The Public Social Action Center of Mouscron, commonly known as CPAS Mouscron, operates as a municipal social services institution in Mouscron, Belgium. Its core mandate involves the administration and delivery of essential social welfare programs to residents within its jurisdiction. This includes the management of beneficiary records, the coordination of case follow-ups for individuals and families requiring support, and the oversight of services related to nursing home resident care. The organization facilitates critical functions such as payment processing for social benefits and services, and it maintains digital agendas for scheduling appointments and managing client interactions. These operations place it at the forefront of local public social assistance, directly interfacing with vulnerable populations to provide aid and manage their cases. The institution's work is fundamentally tied to the secure and efficient handling of sensitive personal data, including financial and health-related information for its beneficiaries. Its services are indispensable for the social safety net within the Mouscron community, ensuring that aid is distributed and that care arrangements for elderly or dependent residents are maintained.

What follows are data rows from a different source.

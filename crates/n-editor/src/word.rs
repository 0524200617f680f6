//! Word motions for `w`, `b` and `e`.
//!
//! | Motion | Key | Lands on |
//! |--------|-----|----------|
//! | [`next_word`] | `w` | first char of the next word |
//! | [`prev_word`] | `b` | first char of the current or previous word |
//! | [`end_of_word`] | `e` | last char of the current or next word |
//!
//! # Classification
//!
//! There are only two classes. Space, tab, CR and LF are whitespace; every
//! other char is a word char. Punctuation does not split words, so
//! `foo.bar(x)` is a single word. Markdown prose is mostly words separated by
//! spaces, and this keeps `w` hopping one visible token at a time.
//!
//! # Line boundaries
//!
//! An empty line is a zero-length word: `w` and `b` stop on it, `e` passes
//! over it. At the buffer edges every motion clamps; nothing wraps.

use ropey::RopeSlice;

use crate::buffer::Buffer;
use crate::position::Position;

/// True for the chars that separate words.
#[inline]
#[must_use]
pub const fn is_whitespace(ch: char) -> bool {
    matches!(ch, ' ' | '\t' | '\r' | '\n')
}

// ---------------------------------------------------------------------------
// Motions
// ---------------------------------------------------------------------------

/// `w`: forward to the start of the next word.
///
/// Leaves the current word, then the whitespace after it. Running off the
/// end of the line continues at column 0 of the next line, skipping that
/// line's indentation. On the last line the cursor stops past its end.
#[must_use]
pub fn next_word(buf: &Buffer, pos: Position) -> Position {
    let pos = buf.clamp(pos);
    let Some(line) = buf.line(pos.line) else {
        return pos;
    };
    let len = line.len_chars();

    let mut col = pos.col;
    while col < len && !is_whitespace(line.char(col)) {
        col += 1;
    }
    while col < len && is_whitespace(line.char(col)) {
        col += 1;
    }

    if col >= len && pos.line < buf.last_line() {
        let row = pos.line + 1;
        return Position::new(row, skip_blank(buf.line(row), 0));
    }
    Position::new(pos.line, col)
}

/// `b`: backward to the start of the current or previous word.
///
/// Steps back one char (onto the end of the previous line from column 0),
/// skips whitespace backward, then walks back to the first char of the word
/// found there. A line holding nothing but whitespace before the cursor
/// sends the search on to the line above; an empty line is itself a stop.
#[must_use]
pub fn prev_word(buf: &Buffer, pos: Position) -> Position {
    let mut pos = buf.clamp(pos);
    loop {
        let (row, col) = if pos.col > 0 {
            (pos.line, pos.col - 1)
        } else if pos.line > 0 {
            let row = pos.line - 1;
            (row, buf.line_len(row))
        } else {
            return Position::ZERO;
        };

        let Some(line) = buf.line(row) else {
            return Position::ZERO;
        };
        let len = line.len_chars();
        if len == 0 {
            return Position::new(row, 0);
        }

        // Past-the-end (came up from the next line): start on the last char.
        let mut col = col.min(len - 1);
        while col > 0 && is_whitespace(line.char(col)) {
            col -= 1;
        }
        if is_whitespace(line.char(col)) {
            // Only whitespace before us on this line.
            if row == 0 {
                return Position::ZERO;
            }
            pos = Position::new(row, 0);
            continue;
        }
        while col > 0 && !is_whitespace(line.char(col - 1)) {
            col -= 1;
        }
        return Position::new(row, col);
    }
}

/// `e`: forward to the last char of the current or next word.
///
/// Inside a word (not on its last char) this is the end of that word.
/// Otherwise the search skips whitespace, crossing lines, and lands on the
/// end of the next word. When no word follows, the cursor stays put.
#[must_use]
pub fn end_of_word(buf: &Buffer, pos: Position) -> Position {
    let pos = buf.clamp(pos);
    let Some(line) = buf.line(pos.line) else {
        return pos;
    };
    let len = line.len_chars();

    let on_word = pos.col < len && !is_whitespace(line.char(pos.col));
    let mut row = pos.line;
    let mut col = if on_word { pos.col + 1 } else { pos.col };

    if on_word && col < len && !is_whitespace(line.char(col)) {
        return Position::new(row, word_end(line, col));
    }

    loop {
        let Some(line) = buf.line(row) else {
            return pos;
        };
        col = skip_blank(Some(line), col);
        if col < line.len_chars() {
            return Position::new(row, word_end(line, col));
        }
        if row >= buf.last_line() {
            return pos;
        }
        row += 1;
        col = 0;
    }
}

// ---------------------------------------------------------------------------
// Helpers
// ---------------------------------------------------------------------------

/// First non-whitespace column at or after `col` (the line length if none).
fn skip_blank(line: Option<RopeSlice<'_>>, mut col: usize) -> usize {
    let Some(line) = line else {
        return 0;
    };
    let len = line.len_chars();
    while col < len && is_whitespace(line.char(col)) {
        col += 1;
    }
    col
}

/// Last column of the word that contains `col`.
fn word_end(line: RopeSlice<'_>, mut col: usize) -> usize {
    let len = line.len_chars();
    while col + 1 < len && !is_whitespace(line.char(col + 1)) {
        col += 1;
    }
    col
}

// ---------------------------------------------------------------------------
// Tests
// ---------------------------------------------------------------------------

#[cfg(test)]
mod tests {
    use super::*;
    use proptest::prelude::*;

    fn p(line: usize, col: usize) -> Position {
        Position::new(line, col)
    }

    fn w(text: &str, line: usize, col: usize) -> Position {
        next_word(&Buffer::from_text(text), p(line, col))
    }

    fn b(text: &str, line: usize, col: usize) -> Position {
        prev_word(&Buffer::from_text(text), p(line, col))
    }

    fn e(text: &str, line: usize, col: usize) -> Position {
        end_of_word(&Buffer::from_text(text), p(line, col))
    }

    // -- Classification -----------------------------------------------------

    #[test]
    fn whitespace_set() {
        for ch in [' ', '\t', '\r', '\n'] {
            assert!(is_whitespace(ch), "{ch:?}");
        }
        for ch in ['a', '.', '#', '`', 'é', '\u{a0}'] {
            assert!(!is_whitespace(ch), "{ch:?}");
        }
    }

    // -- next_word (w) ------------------------------------------------------

    #[test]
    fn w_two_words() {
        assert_eq!(w("hello world", 0, 0), p(0, 6));
    }

    #[test]
    fn w_from_middle_of_word() {
        assert_eq!(w("hello world", 0, 2), p(0, 6));
    }

    #[test]
    fn w_runs_of_spaces_and_tabs() {
        assert_eq!(w("a  \t b", 0, 0), p(0, 5));
    }

    #[test]
    fn w_punctuation_is_part_of_word() {
        assert_eq!(w("foo.bar(x) next", 0, 0), p(0, 11));
    }

    #[test]
    fn w_from_whitespace() {
        assert_eq!(w("a   b", 0, 2), p(0, 4));
    }

    #[test]
    fn w_wraps_to_next_line_and_skips_indent() {
        assert_eq!(w("foo\n   bar", 0, 1), p(1, 3));
    }

    #[test]
    fn w_trailing_spaces_then_next_line() {
        assert_eq!(w("foo   \nbar", 0, 0), p(1, 0));
    }

    #[test]
    fn w_stops_on_empty_line() {
        assert_eq!(w("foo\n\nbar", 0, 0), p(1, 0));
        assert_eq!(w("foo\n\nbar", 1, 0), p(2, 0));
    }

    #[test]
    fn w_last_word_clamps_to_line_end() {
        assert_eq!(w("one two", 0, 4), p(0, 7));
        assert_eq!(w("one two", 0, 7), p(0, 7));
    }

    #[test]
    fn w_empty_buffer() {
        assert_eq!(w("", 0, 0), p(0, 0));
    }

    // -- prev_word (b) ------------------------------------------------------

    #[test]
    fn b_to_start_of_previous_word() {
        assert_eq!(b("hello world", 0, 6), p(0, 0));
    }

    #[test]
    fn b_from_middle_of_word_goes_to_its_start() {
        assert_eq!(b("hello world", 0, 8), p(0, 6));
    }

    #[test]
    fn b_from_end_of_line() {
        assert_eq!(b("hello world", 0, 11), p(0, 6));
    }

    #[test]
    fn b_crosses_to_previous_line() {
        assert_eq!(b("foo bar\nbaz", 1, 0), p(0, 4));
    }

    #[test]
    fn b_skips_indentation_to_previous_line() {
        assert_eq!(b("foo\n   bar", 1, 3), p(0, 0));
    }

    #[test]
    fn w_then_b_across_an_indented_line() {
        let buf = Buffer::from_text("foo\n   bar");
        let there = next_word(&buf, p(0, 1));
        assert_eq!(there, p(1, 3));
        assert_eq!(prev_word(&buf, there), p(0, 0));
    }

    #[test]
    fn b_passes_whitespace_only_lines() {
        assert_eq!(b("foo\n  \n   bar", 2, 3), p(0, 0));
    }

    #[test]
    fn b_stops_on_empty_line() {
        assert_eq!(b("foo\n\nbar", 2, 0), p(1, 0));
    }

    #[test]
    fn b_at_buffer_start_clamps() {
        assert_eq!(b("foo", 0, 0), p(0, 0));
        assert_eq!(b("   foo", 0, 3), p(0, 0));
    }

    #[test]
    fn b_multiple_spaces() {
        assert_eq!(b("ab    cd", 0, 6), p(0, 0));
    }

    // -- end_of_word (e) ----------------------------------------------------

    #[test]
    fn e_to_end_of_current_word() {
        assert_eq!(e("hello world", 0, 0), p(0, 4));
        assert_eq!(e("hello world", 0, 2), p(0, 4));
    }

    #[test]
    fn e_at_end_goes_to_next_word_end() {
        assert_eq!(e("hello world", 0, 4), p(0, 10));
    }

    #[test]
    fn e_from_whitespace() {
        assert_eq!(e("hello   world", 0, 6), p(0, 12));
    }

    #[test]
    fn e_crosses_lines_and_skips_empty_ones() {
        assert_eq!(e("foo\n\n  bar", 0, 2), p(2, 4));
    }

    #[test]
    fn e_single_char_words() {
        assert_eq!(e("a b c", 0, 0), p(0, 2));
    }

    #[test]
    fn e_no_more_words_stays() {
        assert_eq!(e("end", 0, 2), p(0, 2));
        assert_eq!(e("end   \n  ", 0, 2), p(0, 2));
    }

    #[test]
    fn e_whitespace_only_buffer() {
        assert_eq!(e("   ", 0, 1), p(0, 1));
    }

    // -- Laws ---------------------------------------------------------------

    proptest! {
        #[test]
        fn w_then_b_returns_to_word_start(text in "[a-c]{1,4}([ \n]{1,3}[a-c]{1,4}){1,6}", pick in 0usize..64) {
            let buf = Buffer::from_text(&text);
            // Pick a word char strictly inside the text.
            let words: Vec<Position> = (0..buf.line_count())
                .flat_map(|l| (0..buf.line_len(l)).map(move |c| p(l, c)))
                .filter(|&q| buf.char_at(q).is_some_and(|ch| !is_whitespace(ch)))
                .collect();
            let start = words[pick % words.len()];
            let mut word_start = start.col;
            let line = buf.line(start.line).unwrap();
            while word_start > 0 && !is_whitespace(line.char(word_start - 1)) {
                word_start -= 1;
            }

            let back = prev_word(&buf, next_word(&buf, start));
            prop_assert_eq!(back, p(start.line, word_start));
        }

        #[test]
        fn e_never_lands_on_whitespace_when_a_word_follows(text in "[a-b \n]{0,24}", line in 0usize..8, col in 0usize..8) {
            let buf = Buffer::from_text(&text);
            let from = buf.clamp(p(line, col));
            let to = end_of_word(&buf, from);
            prop_assert!(to >= from);
            if to != from {
                let ch = buf.char_at(to);
                prop_assert!(ch.is_some_and(|c| !is_whitespace(c)));
            }
        }

        #[test]
        fn motions_stay_in_bounds(text in "[a-b \t\n]{0,24}", line in 0usize..8, col in 0usize..8) {
            let buf = Buffer::from_text(&text);
            let from = p(line, col);
            for to in [next_word(&buf, from), prev_word(&buf, from), end_of_word(&buf, from)] {
                prop_assert!(to.line < buf.line_count());
                prop_assert!(to.col <= buf.line_len(to.line));
            }
        }
    }
}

In September 2022, CPAS Mouscron experienced a severe cyberattack that resulted in the complete paralysis of its information technology systems. This incident disabled all digital agendas, halted payment processing mechanisms, and blocked access to electronic beneficiary records and nursing home resident files. The disruption rendered the organization incapable of conducting any case follow-ups or routine administrative tasks, effectively grounding its core social service operations. The anticipated duration of the outage was at least four days, a period during which the institution was forced to instruct all individuals with scheduled appointments to postpone their meetings by contacting a designated phone number. The attackers claimed responsibility for the breach but did not issue a ransom demand, a detail noted in reports of the event. This attack starkly demonstrated the organization's heavy reliance on integrated IT infrastructure for its daily functions and the profound operational vulnerability that such a dependency creates. The incident underscored the critical nature of its data holdings and the potential for significant public service interruption following a cybersecurity breach. The need to revert to manual, phone-based communication for appointment management highlighted the scale of the digital systems failure and its immediate impact on both staff and the public seeking assistance.